“Q & A” on “M & A” with Jake Johnson (Johnson Consulting Group)
1.) Independent firms are increasingly approached by consolidators (big and small), what are the top 3 considerations when contemplating the sale of a generational, family owned firm?
A. Don’t do it alone. Get an industry expert to lead you through the process. It is money well spent. If not, oftentimes hundreds of thousands of dollars are left on the table
B. Get your house in order before you start the process. Not only the physical location but financially make sure your books are in good order.
C. Don’t wait too long. In some cases, sellers come to us with declining case volume and revenues. Makes for a tough sale. If you are thinking of selling, the best time to do so is when the firm is doing well and with a bright future!
2.) Why is it so important for a funeral business or any business to keep impeccable, up to date “Profit & Loss” statements? Does paying the government more taxes on your tax return guarantee a higher sales price if one decides to sell in the next 5 years?
I was just assisting a buyer out West where the prospect had a very nice firm but the records were awful. This firm should have been purchased but without knowing the financial aspects of the firm, our advice was to not buy until the seller had better financial records. What one pays in taxes has no effect on the value of the funeral home.
3.) How effective or accountable are “Non Competes” in any sale or change of business ownership?
It is always a matter of contention in a deal, but it is usually worked out. The fact of the matter is that in funeral service, the goodwill of the owner is critical to the success of the location. Without a non-compete, very few transactions would take place. There needs to be a decent financial remuneration as part of the non-compete and the scope should not be too large.

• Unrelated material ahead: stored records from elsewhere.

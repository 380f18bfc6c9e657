//! Weighted evaluation metrics for probabilistic two-class predictions.
//!
//! Every metric takes ground truth, predictions and per-sample weights of
//! equal length. A length mismatch is a programming error and panics; it is
//! never coerced.
//!
//! # Point metrics
//!
//! ```text
//! brier(a, b, w)          = mean(w * (a - b)^2)
//! relative_error(a, b, w) = mean(w * |a - b| / (a + 1e-10))
//! cross_entropy(a, b, w)  = -mean(w * (a1 ln b1 + a0 ln b0))   b clipped, a == 0 masked
//! ```
//!
//! Means are taken over samples (not normalized by total weight), so the
//! weights act as importance ratios. An empty slice yields NaN.
//!
//! # Ranking metrics
//!
//! See [`ranking`] for weighted average precision, the optimal-ranking
//! normalized [`avg_prc`](ranking::avg_prc) and ROC AUC.
//!
//! # Undefined values
//!
//! Metrics restricted to positive samples are reported as [`MISSING_VALUE`]
//! (`-1.0`) when the slice holds no positive sample, and `avg_prc` reports
//! `0.0` when its ratio is undefined. Both are sentinels, not errors.

pub mod epoch_stats;
pub mod ranking;

pub use epoch_stats::{Aggregate, MetricMap, StatsSummary, TrainingStats};
pub use ranking::{average_precision, avg_prc, classification_score, roc_auc};

use crate::dataset::{NEGATIVE_CLASS, POSITIVE_CLASS};
use ahash::AHashMap;
use ndarray::{ArrayView1, ArrayView2, Axis};
use serde::{Deserialize, Serialize};
use std::fmt;

/// Sentinel for a metric that is undefined on the scored slice.
pub const MISSING_VALUE: f64 = -1.0;

/// Offset added to the denominator of the relative error.
pub const RELATIVE_ERROR_EPS: f64 = 1e-10;

/// Probability clipping bound for cross-entropy.
pub const CROSS_ENTROPY_EPS: f64 = 1e-16;

fn assert_same_len(a: usize, b: usize, w: usize) {
    assert!(
        a == b && b == w,
        "metric inputs must have equal length: truth={a}, prediction={b}, weight={w}"
    );
}

/// Weighted Brier score.
pub fn brier(a: ArrayView1<'_, f64>, b: ArrayView1<'_, f64>, w: ArrayView1<'_, f64>) -> f64 {
    assert_same_len(a.len(), b.len(), w.len());
    let total: f64 = a
        .iter()
        .zip(b.iter())
        .zip(w.iter())
        .map(|((&a, &b), &w)| (a - b).powi(2) * w)
        .sum();
    total / a.len() as f64
}

/// Weighted error relative to the true value.
pub fn relative_error(a: ArrayView1<'_, f64>, b: ArrayView1<'_, f64>, w: ArrayView1<'_, f64>) -> f64 {
    assert_same_len(a.len(), b.len(), w.len());
    let total: f64 = a
        .iter()
        .zip(b.iter())
        .zip(w.iter())
        .map(|((&a, &b), &w)| (a - b).abs() / (a + RELATIVE_ERROR_EPS) * w)
        .sum();
    total / a.len() as f64
}

/// Weighted two-class cross-entropy on `[n, 2]` truth and probabilities.
///
/// Probabilities are clipped to `[1e-16, 1 - 1e-16]`. A true-class component
/// that is exactly zero contributes nothing, rather than `0 * ln(eps)`.
///
/// # Panics
///
/// Panics on mismatched lengths or if either array is not two-class.
pub fn cross_entropy(a: ArrayView2<'_, f64>, b: ArrayView2<'_, f64>, w: ArrayView1<'_, f64>) -> f64 {
    assert_same_len(a.nrows(), b.nrows(), w.len());
    assert!(
        a.ncols() == 2 && b.ncols() == 2,
        "cross_entropy expects [n, 2] arrays"
    );

    let term = |truth: f64, prob: f64| {
        if truth == 0.0 {
            0.0
        } else {
            truth * prob.clamp(CROSS_ENTROPY_EPS, 1.0 - CROSS_ENTROPY_EPS).ln()
        }
    };

    let total: f64 = a
        .outer_iter()
        .zip(b.outer_iter())
        .zip(w.iter())
        .map(|((a, b), &w)| {
            let one = term(a[POSITIVE_CLASS], b[POSITIVE_CLASS]);
            let zero = term(a[NEGATIVE_CLASS], b[NEGATIVE_CLASS]);
            (one + zero) * w
        })
        .sum();
    -(total / a.nrows() as f64)
}

/// Scalar summary of a scored slice.
#[derive(Debug, Clone, Copy, PartialEq, Serialize, Deserialize)]
pub struct EvaluationResult {
    pub brier: f64,
    pub rel_err: f64,
    /// [`MISSING_VALUE`] when no positive sample exists.
    pub pos_brier: f64,
    /// [`MISSING_VALUE`] when no positive sample exists.
    pub pos_rel_err: f64,
    /// [`MISSING_VALUE`] when no positive sample exists.
    pub pos_ce: f64,
    /// `0.0` when undefined.
    pub avg_prc: f64,
}

impl EvaluationResult {
    /// Whether positive-restricted metrics were defined for this slice.
    pub fn has_positives(&self) -> bool {
        self.pos_brier != MISSING_VALUE
    }

    /// Metric names paired with values, in a fixed order.
    pub fn entries(&self) -> [(&'static str, f64); 6] {
        [
            ("brier", self.brier),
            ("rel_err", self.rel_err),
            ("pos_brier", self.pos_brier),
            ("pos_rel_err", self.pos_rel_err),
            ("pos_ce", self.pos_ce),
            ("avg_prc", self.avg_prc),
        ]
    }

    pub fn to_map(&self) -> MetricMap {
        self.entries()
            .into_iter()
            .map(|(k, v)| (k.to_string(), v))
            .collect::<AHashMap<_, _>>()
    }
}

impl fmt::Display for EvaluationResult {
    fn fmt(&self, f: &mut fmt::Formatter<'_>) -> fmt::Result {
        let parts: Vec<String> = self
            .entries()
            .iter()
            .map(|(k, v)| format!("{k}={v:.5}"))
            .collect();
        f.write_str(&parts.join(" "))
    }
}

/// Score `[n, 2]` probabilities against `[n, 2]` truth.
///
/// Point metrics use the positive-class column. `pos_*` metrics are
/// restricted to samples whose true positive rate is above zero.
///
/// # Panics
///
/// Panics on a length mismatch or a NaN positive-class probability.
pub fn evaluate(y: ArrayView2<'_, f64>, probs: ArrayView2<'_, f64>, w: ArrayView1<'_, f64>) -> EvaluationResult {
    assert_same_len(y.nrows(), probs.nrows(), w.len());

    let y_pos = y.column(POSITIVE_CLASS);
    let p_pos = probs.column(POSITIVE_CLASS);

    let brier_all = brier(y_pos, p_pos, w);
    let rel_err = relative_error(y_pos, p_pos, w);
    let avg_prc = ranking::avg_prc(y_pos, p_pos, w, 1);

    let idx: Vec<usize> = y_pos
        .iter()
        .enumerate()
        .filter(|&(_, &v)| v > 0.0)
        .map(|(i, _)| i)
        .collect();

    let (pos_brier, pos_rel_err, pos_ce) = if idx.is_empty() {
        (MISSING_VALUE, MISSING_VALUE, MISSING_VALUE)
    } else {
        let y_sel = y.select(Axis(0), &idx);
        let p_sel = probs.select(Axis(0), &idx);
        let w_sel = w.select(Axis(0), &idx);
        (
            brier(y_sel.column(POSITIVE_CLASS), p_sel.column(POSITIVE_CLASS), w_sel.view()),
            relative_error(
                y_sel.column(POSITIVE_CLASS),
                p_sel.column(POSITIVE_CLASS),
                w_sel.view(),
            ),
            cross_entropy(y_sel.view(), p_sel.view(), w_sel.view()),
        )
    };

    EvaluationResult {
        brier: brier_all,
        rel_err,
        pos_brier,
        pos_rel_err,
        pos_ce,
        avg_prc,
    }
}
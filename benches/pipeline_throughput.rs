//! Benchmark suite for dataset preparation and evaluation.
//!
//! Run with: `cargo bench`
//!
//! This benchmark measures:
//! - Paired batch generation per training step
//! - Composite normalization over two train partitions
//! - Weighted evaluation and optimally-normalized average precision
//! - Full config-driven preparation

use criterion::{black_box, criterion_group, criterion_main, BenchmarkId, Criterion, Throughput};
use domain_adaptation_data::metrics::{avg_prc, evaluate};
use domain_adaptation_data::prelude::*;
use ndarray::{Array1, Array2, Array3};
use rand::rngs::StdRng;
use rand::{Rng, SeedableRng};

/// Random bundle with `n` samples, a single timestep and `f` features.
fn create_bundle(n: usize, f: usize, seed: u64) -> DatasetBundle {
    let mut rng = StdRng::seed_from_u64(seed);
    let features = Array3::from_shape_fn((n, 1, f), |_| rng.gen_range(-5.0..5.0));
    let rates = Array1::from_shape_fn(n, |_| rng.gen_range(0.0..0.2));
    let names = (0..f).map(|j| format!("f{j}")).collect();
    DatasetBundle::new(features, to_multiclass(rates.view()), Array1::ones(n), names, "collision")
        .expect("valid bundle")
}

fn bench_paired_batches(c: &mut Criterion) {
    let mut group = c.benchmark_group("paired_batches");

    for batch_size in [64usize, 500] {
        group.throughput(Throughput::Elements(batch_size as u64));
        group.bench_with_input(
            BenchmarkId::from_parameter(batch_size),
            &batch_size,
            |b, &batch_size| {
                let mut paired =
                    PairedDataset::new(create_bundle(20_000, 32, 1), create_bundle(3_000, 32, 2), batch_size)
                        .expect("valid pairing");
                let mut rng = StdRng::seed_from_u64(0);
                b.iter(|| black_box(paired.next_batch(&mut rng)));
            },
        );
    }

    group.finish();
}

fn bench_normalization(c: &mut Criterion) {
    let mut group = c.benchmark_group("normalization");
    let src = create_bundle(20_000, 32, 3);
    let tgt = create_bundle(3_000, 32, 4);
    let (source, target) = align_and_split(&src, &tgt, 0.8, 0.5).expect("valid split");

    for mode in [NormalizeMode::Individual, NormalizeMode::Composite] {
        group.bench_function(mode.as_str(), |b| {
            b.iter_batched(
                || (source.clone(), target.clone()),
                |(mut s, mut t)| {
                    normalize(&mut s, &mut t, mode).expect("normalize");
                    black_box((s, t))
                },
                criterion::BatchSize::LargeInput,
            );
        });
    }

    group.finish();
}

fn bench_metrics(c: &mut Criterion) {
    let mut group = c.benchmark_group("metrics");
    let mut rng = StdRng::seed_from_u64(5);

    for n in [1_000usize, 10_000] {
        let p = Array1::from_shape_fn(n, |_| rng.gen_range(0.0..1.0));
        let y = Array1::from_shape_fn(n, |_| rng.gen_range(0.0..0.3));
        let w = Array1::ones(n);
        let probs = to_multiclass(p.view());
        let truth: Array2<f64> = to_multiclass(y.view());

        group.throughput(Throughput::Elements(n as u64));
        group.bench_with_input(BenchmarkId::new("evaluate", n), &n, |b, _| {
            b.iter(|| black_box(evaluate(truth.view(), probs.view(), w.view())));
        });
        group.bench_with_input(BenchmarkId::new("avg_prc_n10", n), &n, |b, _| {
            b.iter(|| black_box(avg_prc(y.view(), p.view(), w.view(), 10)));
        });
    }

    group.finish();
}

fn bench_prepare(c: &mut Criterion) {
    let pipeline = Pipeline::from_config(PipelineConfig::default()).expect("default config");
    let src = create_bundle(10_000, 16, 6);
    let tgt = create_bundle(2_000, 16, 7);

    c.bench_function("prepare_10k_2k", |b| {
        b.iter(|| black_box(pipeline.prepare(&src, &tgt).expect("prepare")));
    });
}

criterion_group!(
    benches,
    bench_paired_batches,
    bench_normalization,
    bench_metrics,
    bench_prepare
);
criterion_main!(benches);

4.) Are you seeing less and less of the next generation taking over the family business? And why has this shifted from 25-50 years ago when it was a given that son or daughter would be the successor to the family business?
This has been decreasing through time. I think some of it has to do with the next generation seeing the amount of work that the parents commit to the funeral business. Sometimes getting up from the dinner table to make a first call, etc.
5.) With interest rates at an all-time low, and banks paying bare minimums on CD’s and other secured investment options, how can one get his equity out and still live through retirement on the low interest without going in to the principle?
Depends on the size of the transaction for one thing. There are still some decent investments out there, just not what they used to be. The seller could also take a portion of the deal in the form of a note which could pay higher than investment rates. A little risk here, but not all that much if the buyer is qualified and the note is well secured.
6.) Do you expect to see more sales of business or internal changes of ownership in the next 10 years compared to the previous 10 years, and why?
I think there will definitely be more sales of businesses. It is not getting easier to make money in funeral service. The cremation rate continues to rise and many of those still opting for burial are selecting lesser service and casket options. More and more funeral home owners are opting to sell because of this. Some will wait too long when all the value is gone except for real estate.
7.) SCI, Carriage Services and StoneMor Partners are the last of the 3 publicly traded funeral home/cemetery companies. Do you for see any of these companies selling to another funeral/cemetery company or outside investment company in the near future?
You never know but the past would tell us that it very well could happen. We are also seeing more venture backed firms investigating the industry. I would not doubt if one or two of these get very active in the not so distant future.
8.) Other small consolidators seem to be purchasing the businesses that are too small for the publicly traded companies to acquire. Are these cluster of 50-150 call firms a liability to the small consolidator. For example, if cremation continues to rise, then a 100 call location would theoretically have a little less revenue every year. How can less revenue increase profitability and value?
On the contrary I like this type of deals. Especially if there are significant synergies that can take place as part of the transaction. We must remember that there is one price that is paid for these type of firms. However, when rolled up into a bigger package, there is much more interest and the multiples rise significantly.